Quels sont les symptômes d’une hyperthyroïdie ?

L’hyperthyroïdie est une maladie liée au dérèglement de la glande thyroïde, une glande endocrine située à la base du cou en forme de papillon. Cette pathologie peut relever de différentes causes. La plus fréquente (75 à 80 % des cas) est la maladie de Basedow (une affection auto-immune) qui touche principalement les femmes et qui entraîne la production d’hormones thyroïdiennes en excès.

Plusieurs symptômes permettent d’identifier une potentielle hyperthyroïdie :

  • Fatigue persistante ;
  • Perte de poids inexpliquée ;
  • Une soif exagérée ;
  • Hypersensibilité (irascibilité) ;
  • Insomnies ; Diarrhées ;
  • Palpitations cardiaques et tremblements ;
  • Des yeux qui ont tendance à sortir de leur orbite ;
  • Apparition d’un goitre visible, suite à l’augmentation du volume de la thyroïde ;
  • Irrégularité du pouls ;
  • Bouffées de chaleur ;
  • Le syndrome des ovaires polykystiques (hypothyroïdie/hyperthyroïdie).

Tous ces symptômes peuvent indiquer que votre thyroïde fonctionne à plein régime. L’hyperthyroïdie peut être causée par plusieurs facteurs : la présence d’une tumeur bénigne dans la glande thyroïde, un cancer de la thyroïde, un nodule toxique ou un goitre.

Quels sont les symptômes d’une hypothyroïdie ?

L’hypothyroïdie est un dérèglement de la glande thyroïde liée à un déficit d’hormones thyroïdiennes. La sécrétion des hormones thyroïdiennes (T3 et T4) est régulée par l’hypophyse, qui produit la TSH (Thyroid Stimulating Hormone). Conséquence : le métabolisme est ralenti.
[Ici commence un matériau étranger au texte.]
use crate::handle::VmHandle;
use crate::image::ImageCreator;
use crate::publish::{Publisher, RegistryEvent};
use crate::CoreError;
use hangar_bundle::{is_bundle, validate_vm_name, write_config, VmConfig, BUNDLE_EXTENSION};
use hangar_store::{
    copy_dir_all, list_children, remove_path, unique_name, PreferenceStore, StoreLayout,
    VM_LIST_KEY,
};
use serde::Serialize;
use std::path::{Path, PathBuf};
use std::sync::mpsc::Receiver;
use std::sync::Arc;
use tracing::{debug, info, warn};

/// Base for generated VM names: "Virtual Machine", "Virtual Machine 2", ...
pub const DEFAULT_VM_NAME: &str = "Virtual Machine";

#[derive(Debug, Clone)]
pub struct RegistryConfig {
    /// Documents root whose direct children are the VM bundles.
    pub root: PathBuf,
    /// Ask the image tool for compressed images where it supports it.
    pub compress_images: bool,
}

impl RegistryConfig {
    pub fn new(root: impl Into<PathBuf>) -> Self {
        Self {
            root: root.into(),
            compress_images: false,
        }
    }
}

/// A directory that looked like a bundle but could not be used, or a listing
/// failure, recorded during [`Registry::refresh`].
#[derive(Debug, Clone, PartialEq, Eq, Serialize)]
pub struct RefreshWarning {
    pub path: PathBuf,
    pub message: String,
}

#[derive(Debug, Clone, Default, Serialize)]
pub struct RefreshReport {
    /// Whether a new list was published.
    pub changed: bool,
    pub discovered: Vec<PathBuf>,
    pub removed: Vec<PathBuf>,
    pub warnings: Vec<RefreshWarning>,
}

pub(crate) struct Inner {
    pub(crate) layout: StoreLayout,
    pub(crate) publisher: Publisher,
    pub(crate) creator: Box<dyn ImageCreator>,
    pub(crate) compress_images: bool,
}

/// Registry of the VM bundles under one documents root.
///
/// Cheap to clone; clones share the same publishing context. Every method may
/// be called from any thread. Operations on the same handle are not serialized
/// against each other, so callers must not issue conflicting concurrent
/// operations (e.g. delete and save) on one VM.
#[derive(Clone)]
pub struct Registry {
    pub(crate) inner: Arc<Inner>,
}

impl Registry {
    /// Open the registry, seeding the list from the persisted VM order.
    ///
    /// Names in the persisted order that no longer load are dropped. Call
    /// [`refresh`](Self::refresh) afterwards to pick up bundles added while
    /// Hangar was not running.
    pub fn open(config: RegistryConfig, creator: Box<dyn ImageCreator>) -> Result<Self, CoreError> {
        let layout = StoreLayout::new(&config.root);
        layout.initialize()?;
        let prefs = PreferenceStore::new(layout.clone());

        let order = prefs.get_list(VM_LIST_KEY).unwrap_or_else(|e| {
            warn!("ignoring unreadable VM order: {e}");
            Vec::new()
        });
        let mut machines: Vec<VmHandle> = Vec::with_capacity(order.len());
        for name in &order {
            match VmHandle::load(&layout.root().join(name)) {
                Ok(vm) if !machines.contains(&vm) => machines.push(vm),
                Ok(_) => debug!("skipping duplicate '{name}' in VM order"),
                Err(e) => debug!("omitting '{name}' from VM order: {e}"),
            }
        }

        let registry = Self {
            inner: Arc::new(Inner {
                layout,
                publisher: Publisher::new(prefs),
                creator,
                compress_images: config.compress_images,
            }),
        };
        let count = machines.len();
        registry.publisher().with_state(|s| s.replace_machines(machines));
        info!(
            "opened registry at {} with {count} VM(s)",
            registry.root().display()
        );
        Ok(registry)
    }

    #[inline]
    pub(crate) fn publisher(&self) -> &Publisher {
        &self.inner.publisher
    }

    #[inline]
    pub fn root(&self) -> &Path {
        self.inner.layout.root()
    }

    #[inline]
    pub fn layout(&self) -> &StoreLayout {
        &self.inner.layout
    }

    pub fn image_creator(&self) -> &dyn ImageCreator {
        self.inner.creator.as_ref()
    }

    pub fn subscribe(&self) -> Receiver<RegistryEvent> {
        self.publisher().subscribe()
    }

    pub fn machines(&self) -> Vec<VmHandle> {
        self.publisher().with_state(|s| s.machines.clone())
    }

    /// The listed handle at `path`, if any.
    pub fn find(&self, path: &Path) -> Option<VmHandle> {
        self.publisher()
            .with_state(|s| s.machines.iter().find(|vm| vm.path() == Some(path)).cloned())
    }

    pub fn selected(&self) -> Option<VmHandle> {
        self.publisher().with_state(|s| {
            let selected = s.selected.as_deref()?;
            s.machines.iter().find(|vm| vm.path() == Some(selected)).cloned()
        })
    }

    pub fn busy(&self) -> bool {
        self.publisher().with_state(|s| s.busy)
    }

    pub fn pending_alert(&self) -> Option<String> {
        self.publisher().with_state(|s| s.pending_alert.clone())
    }

    pub fn take_alert(&self) -> Option<String> {
        self.publisher().with_state(|s| s.pending_alert.take())
    }

    /// Whether the settings view was requested, resetting the flag.
    pub fn take_show_settings(&self) -> bool {
        self.publisher()
            .with_state(|s| std::mem::take(&mut s.show_settings))
    }

    /// Reconcile the list with the documents root.
    ///
    /// Entries whose bundle disappeared are dropped, existing entries keep
    /// their order, and newly found bundles are placed in front. Bundles that
    /// fail to load are reported in the returned warnings and skipped. The new
    /// list is only published if it differs from the current one.
    pub fn refresh(&self) -> RefreshReport {
        let mut report = RefreshReport::default();
        let current = self.machines();

        let mut result = Vec::with_capacity(current.len());
        for vm in current {
            match vm.path() {
                Some(path) if path.exists() => result.push(vm),
                Some(path) => {
                    debug!("dropping stale entry {}", path.display());
                    report.removed.push(path.to_path_buf());
                }
                None => {}
            }
        }

        match list_children(self.root()) {
            Ok(children) => {
                for child in children {
                    if result.iter().any(|vm| vm.path() == Some(child.as_path())) {
                        continue;
                    }
                    if !child.is_dir() || !is_bundle(&child) {
                        continue;
                    }
                    match VmHandle::load(&child) {
                        Ok(vm) => {
                            debug!("discovered {}", child.display());
                            report.discovered.push(child);
                            result.insert(0, vm);
                        }
                        Err(e) => {
                            warn!("skipping {}: {e}", child.display());
                            report.warnings.push(RefreshWarning {
                                path: child,
                                message: e.to_string(),
                            });
                        }
                    }
                }
            }
            Err(e) => {
                warn!("failed to list {}: {e}", self.root().display());
                report.warnings.push(RefreshWarning {
                    path: self.root().to_path_buf(),
                    message: e.to_string(),
                });
            }
        }

        report.changed = self.publisher().with_state(|s| s.replace_machines(result));
        report
    }

    /// A free default name for a new VM.
    pub fn default_name(&self) -> String {
        self.unique_vm_name(DEFAULT_VM_NAME)
    }

    pub fn unique_vm_name(&self, base: &str) -> String {
        unique_name(self.root(), base, Some(BUNDLE_EXTENSION))
    }

    /// Save a new VM under the documents root and append it to the list.
    pub fn create(&self, config: VmConfig) -> Result<VmHandle, CoreError> {
        let mut vm = VmHandle::unsaved(config, self.root());
        vm.save()?;
        info!("created VM '{}' at {}", vm.name(), vm.bundle_path().display());
        self.publisher().with_state(|s| s.push_machine(vm.clone()));
        Ok(vm)
    }

    /// Persist `vm`. On failure the listed entry is reloaded from disk (or
    /// dropped if that fails too) before the error is returned, so the list
    /// never holds a configuration that was not written.
    pub fn save(&self, vm: &mut VmHandle) -> Result<(), CoreError> {
        match vm.save() {
            Ok(()) => {
                self.publisher().with_state(|s| s.update_machine(vm.clone()));
                Ok(())
            }
            Err(e) => {
                if let Some(path) = vm.path().map(Path::to_path_buf) {
                    warn!("save of {} failed, reloading: {e}", path.display());
                    match VmHandle::load(&path) {
                        Ok(fresh) => {
                            self.publisher().with_state(|s| s.update_machine(fresh));
                        }
                        Err(reload) => {
                            warn!("reload of {} failed, dropping it: {reload}", path.display());
                            self.publisher().with_state(|s| s.remove_machine(&path));
                        }
                    }
                }
                Err(e)
            }
        }
    }

    /// Delete the bundle from disk and drop it from the list.
    pub fn delete(&self, vm: &VmHandle) -> Result<(), CoreError> {
        let path = vm
            .path()
            .ok_or_else(|| CoreError::NotSaved(vm.name().to_owned()))?;
        remove_path(path)?;
        info!("deleted VM '{}' at {}", vm.name(), path.display());
        self.publisher().with_state(|s| s.remove_machine(path));
        Ok(())
    }

    /// Copy the bundle to a freshly named sibling and append the copy.
    pub fn clone_vm(&self, vm: &VmHandle) -> Result<VmHandle, CoreError> {
        let src = vm
            .path()
            .ok_or_else(|| CoreError::NotSaved(vm.name().to_owned()))?;
        if !src.exists() {
            return Err(CoreError::NotFound(src.to_path_buf()));
        }

        let name = self.unique_vm_name(&vm.config().name);
        validate_vm_name(&name)?;
        let dst = self.inner.layout.bundle_path(&name);
        copy_dir_all(src, &dst)?;

        let copy = match rename_copy(&dst, &name) {
            Ok(copy) => copy,
            Err(e) => {
                if let Err(cleanup) = remove_path(&dst) {
                    warn!("failed to remove unusable clone {}: {cleanup}", dst.display());
                }
                return Err(e);
            }
        };

        info!("cloned '{}' to '{name}'", vm.name());
        self.publisher().with_state(|s| s.push_machine(copy.clone()));
        Ok(copy)
    }

    /// Reorder the list in memory; the bundle on disk is untouched.
    pub fn move_machine(&self, from: usize, to: usize) -> Result<(), CoreError> {
        self.publisher()
            .with_state(|s| s.move_machine(from, to))
            .map_err(|len| CoreError::MoveIndex { index: from, len })
    }

    pub fn select(&self, vm: Option<&VmHandle>) -> Result<(), CoreError> {
        let path = match vm {
            None => None,
            Some(vm) => Some(self.listed_path(vm)?),
        };
        self.publisher().with_state(|s| s.set_selected(path));
        Ok(())
    }

    /// Select `vm` and ask the UI to show its settings.
    pub fn edit(&self, vm: &VmHandle) -> Result<(), CoreError> {
        let path = self.listed_path(vm)?;
        self.publisher().with_state(|s| {
            s.set_selected(Some(path.clone()));
            s.raise_show_settings(path);
        });
        Ok(())
    }

    fn listed_path(&self, vm: &VmHandle) -> Result<PathBuf, CoreError> {
        let path = vm
            .path()
            .ok_or_else(|| CoreError::NotSaved(vm.name().to_owned()))?;
        if self.find(path).is_none() {
            return Err(CoreError::NotFound(path.to_path_buf()));
        }
        Ok(path.to_path_buf())
    }
}

/// Load a freshly copied bundle and give it `name` and new timestamps.
fn rename_copy(dst: &Path, name: &str) -> Result<VmHandle, CoreError> {
    let mut copy = VmHandle::load(dst)?;
    let now = chrono::Utc::now().to_rfc3339();
    let config = copy.config_mut();
    config.name = name.to_owned();
    config.created_at.clone_from(&now);
    config.updated_at = now;
    write_config(dst, copy.config())?;
    Ok(copy)
}
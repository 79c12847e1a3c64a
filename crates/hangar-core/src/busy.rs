use crate::registry::Registry;
use crate::CoreError;
use std::thread::{self, JoinHandle};
use tracing::warn;

/// Clears the busy flag when dropped, including during a panic unwind.
struct BusyGuard {
    registry: Registry,
}

impl Drop for BusyGuard {
    fn drop(&mut self) {
        self.registry.publisher().with_state(|s| s.set_busy(false));
    }
}

impl Registry {
    /// Run `work` on a new worker thread while `busy` is set.
    ///
    /// `busy` is raised before the worker starts and lowered when it finishes,
    /// whatever the outcome. A returned error is published as the pending
    /// alert. Overlapping calls are allowed; `busy` then only reflects that
    /// some work is running.
    pub fn busy_work<F>(&self, work: F) -> Result<JoinHandle<()>, CoreError>
    where
        F: FnOnce(&Registry) -> Result<(), CoreError> + Send + 'static,
    {
        self.publisher().with_state(|s| s.set_busy(true));
        let guard = BusyGuard {
            registry: self.clone(),
        };

        let spawned = thread::Builder::new()
            .name("hangar-worker".to_owned())
            .spawn(move || {
                let guard = guard;
                if let Err(e) = work(&guard.registry) {
                    warn!("background operation failed: {e}");
                    let message = e.to_string();
                    guard.registry.publisher().with_state(|s| s.set_alert(message));
                }
            });
        // On spawn failure the closure, and with it the guard, is dropped,
        // which lowers `busy` again.
        spawned.map_err(CoreError::from)
    }
}

#[cfg(test)]
mod tests {
    use super::*;
    use crate::image::SparseImageCreator;
    use crate::publish::RegistryEvent;
    use crate::registry::RegistryConfig;

    fn registry(dir: &std::path::Path) -> Registry {
        Registry::open(RegistryConfig::new(dir), Box::new(SparseImageCreator)).unwrap()
    }

    fn busy_events(rx: &std::sync::mpsc::Receiver<RegistryEvent>) -> Vec<bool> {
        rx.try_iter()
            .filter_map(|e| match e {
                RegistryEvent::BusyChanged(b) => Some(b),
                _ => None,
            })
            .collect()
    }

    #[test]
    fn busy_brackets_successful_work() {
        let dir = tempfile::tempdir().unwrap();
        let reg = registry(dir.path());
        let rx = reg.subscribe();
        reg.busy_work(|r| {
            assert!(r.busy());
            Ok(())
        })
        .unwrap()
        .join()
        .unwrap();
        assert_eq!(busy_events(&rx), vec![true, false]);
        assert!(!reg.busy());
        assert!(reg.pending_alert().is_none());
    }

    #[test]
    fn failure_sets_alert_and_still_clears_busy() {
        let dir = tempfile::tempdir().unwrap();
        let reg = registry(dir.path());
        let rx = reg.subscribe();
        reg.busy_work(|_| Err(CoreError::InvalidSize(0)))
            .unwrap()
            .join()
            .unwrap();
        assert_eq!(busy_events(&rx), vec![true, false]);
        assert!(reg.take_alert().unwrap().contains("invalid drive size"));
        assert!(reg.take_alert().is_none());
    }

    #[test]
    fn panic_in_work_still_clears_busy() {
        let dir = tempfile::tempdir().unwrap();
        let reg = registry(dir.path());
        let handle = reg
            .busy_work(|_| panic!("worker blew up"))
            .unwrap();
        assert!(handle.join().is_err());
        assert!(!reg.busy());
    }

    #[test]
    fn last_alert_wins() {
        let dir = tempfile::tempdir().unwrap();
        let reg = registry(dir.path());
        reg.busy_work(|_| Err(CoreError::ImageCreation("first".to_owned())))
            .unwrap()
            .join()
            .unwrap();
        reg.busy_work(|_| Err(CoreError::ImageCreation("second".to_owned())))
            .unwrap()
            .join()
            .unwrap();
        assert!(reg.pending_alert().unwrap().contains("second"));
    }
}
use crate::config::{is_plain_file_name, VmConfig};
use crate::{fsync_dir, BundleError};
use std::fs;
use std::io::Write;
use std::path::{Path, PathBuf};
use tempfile::NamedTempFile;

pub const BUNDLE_EXTENSION: &str = "vm";
pub const CONFIG_FILE: &str = "config.toml";
pub const IMAGES_DIR: &str = "images";

/// Directory name of the bundle holding a VM called `name`.
pub fn bundle_dir_name(name: &str) -> String {
    format!("{name}.{BUNDLE_EXTENSION}")
}

#[inline]
pub fn images_dir(bundle: &Path) -> PathBuf {
    bundle.join(IMAGES_DIR)
}

/// A bundle is a `.vm` directory containing a regular `config.toml`.
pub fn is_bundle(path: &Path) -> bool {
    path.is_dir()
        && path.extension().and_then(|e| e.to_str()) == Some(BUNDLE_EXTENSION)
        && path.join(CONFIG_FILE).is_file()
}

pub fn validate_vm_name(name: &str) -> Result<(), BundleError> {
    if name.trim().is_empty() || name.len() > 128 {
        return Err(BundleError::InvalidName(
            "VM name must be 1-128 characters and not blank".to_owned(),
        ));
    }
    if name.starts_with('.') {
        return Err(BundleError::InvalidName(
            "VM name must not start with '.'".to_owned(),
        ));
    }
    if name.chars().any(|c| c == '/' || c == '\\' || c == '\0') {
        return Err(BundleError::InvalidName(
            "VM name must not contain path separators".to_owned(),
        ));
    }
    Ok(())
}

pub fn validate_image_name(name: &str) -> Result<(), BundleError> {
    if is_plain_file_name(name) {
        Ok(())
    } else {
        Err(BundleError::InvalidImageName(name.to_owned()))
    }
}

fn validate_drives(config: &VmConfig) -> Result<(), BundleError> {
    config
        .drives
        .iter()
        .filter_map(|d| d.image_name.as_deref())
        .try_for_each(validate_image_name)
}

/// Read and verify the configuration of the bundle at `bundle`.
pub fn read_config(bundle: &Path) -> Result<VmConfig, BundleError> {
    if !is_bundle(bundle) {
        return Err(BundleError::NotABundle(bundle.to_path_buf()));
    }
    let path = bundle.join(CONFIG_FILE);
    let content = fs::read_to_string(&path)?;
    let config: VmConfig = toml::from_str(&content)?;

    if let Some(ref expected) = config.checksum {
        let actual = config.compute_checksum()?;
        if actual != *expected {
            return Err(BundleError::ChecksumMismatch {
                path,
                expected: expected.clone(),
                actual,
            });
        }
    }
    validate_drives(&config)?;

    Ok(config)
}

/// Atomically write `config` into the bundle directory, embedding a fresh
/// checksum. The bundle directory must already exist.
pub fn write_config(bundle: &Path, config: &VmConfig) -> Result<(), BundleError> {
    validate_vm_name(&config.name)?;
    validate_drives(config)?;

    let mut with_checksum = config.clone();
    with_checksum.checksum = Some(with_checksum.compute_checksum()?);
    let content = toml::to_string_pretty(&with_checksum)?;

    let mut tmp = NamedTempFile::new_in(bundle)?;
    tmp.write_all(content.as_bytes())?;
    tmp.as_file().sync_all()?;
    tmp.persist(bundle.join(CONFIG_FILE))
        .map_err(|e| BundleError::Io(e.error))?;
    fsync_dir(bundle)?;

    tracing::debug!("wrote configuration for '{}' to {}", config.name, bundle.display());
    Ok(())
}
Après 50 ans, les femmes sont plus exposées au risque d’hypothyroïdie.

Voici les principaux symptômes liés à l’hypothyroïdie :

  • Fatigue persistante ;
  • Frilosité inexpliquée (sensation d’avoir toujours froid) ;
  • Prise de poids inexpliquée ;
  • Perte d’appétit ;
  • Rythme cardiaque ralenti ;
  • Taux de cholestérol sanguin en augmentation ;
  • Douleurs articulaires, crampes ;
  • Cycle menstruel perturbé ;
  • Constipation inhabituelle ;
  • Présence d’un goitre (augmentation du volume de la thyroïde) ;
  • Visage gonflé, yeux qui sortent des orbites ;
  • Irascibilité ;
  • Difficultés de concentration, trous de mémoire ;
  • Peau sèche (parfois présence de rougeurs) ;
  • Ongles fragiles et cassants ;
  • Perte de cheveux ;
  • Voix qui a tendance à être rauque ou enrouée.

Lorsque la thyroïde ne fabrique pas suffisamment d’hormones, ce dérèglement peut avoir plusieurs causes :

  • La maladie de Hashimoto (maladie qui entraîne la destruction de la glande) : la thyroïdite de Hashimoto est en effet la cause la plus fréquente ;
  • Un déficit en iode ;
  • Complication post opératoire suite à une thyroïdectomie (ablation de la glande) ;
  • Certains médicaments.

L’hypothyroïdie congénitale est une maladie liée à une anomalie du fonctionnement de la glande thyroïde (dès la naissance). Dans les pays développés, cette maladie touche 1 nouveau né sur 3000.

Dans certains cas d’hypothyroïdie, qui nécessitent un traitement léger, certains précurseurs naturels d’hormones thyroïdiennes sont très efficaces, ils permettent d’éviter les effets secondaires liés à la prise de certains médicaments.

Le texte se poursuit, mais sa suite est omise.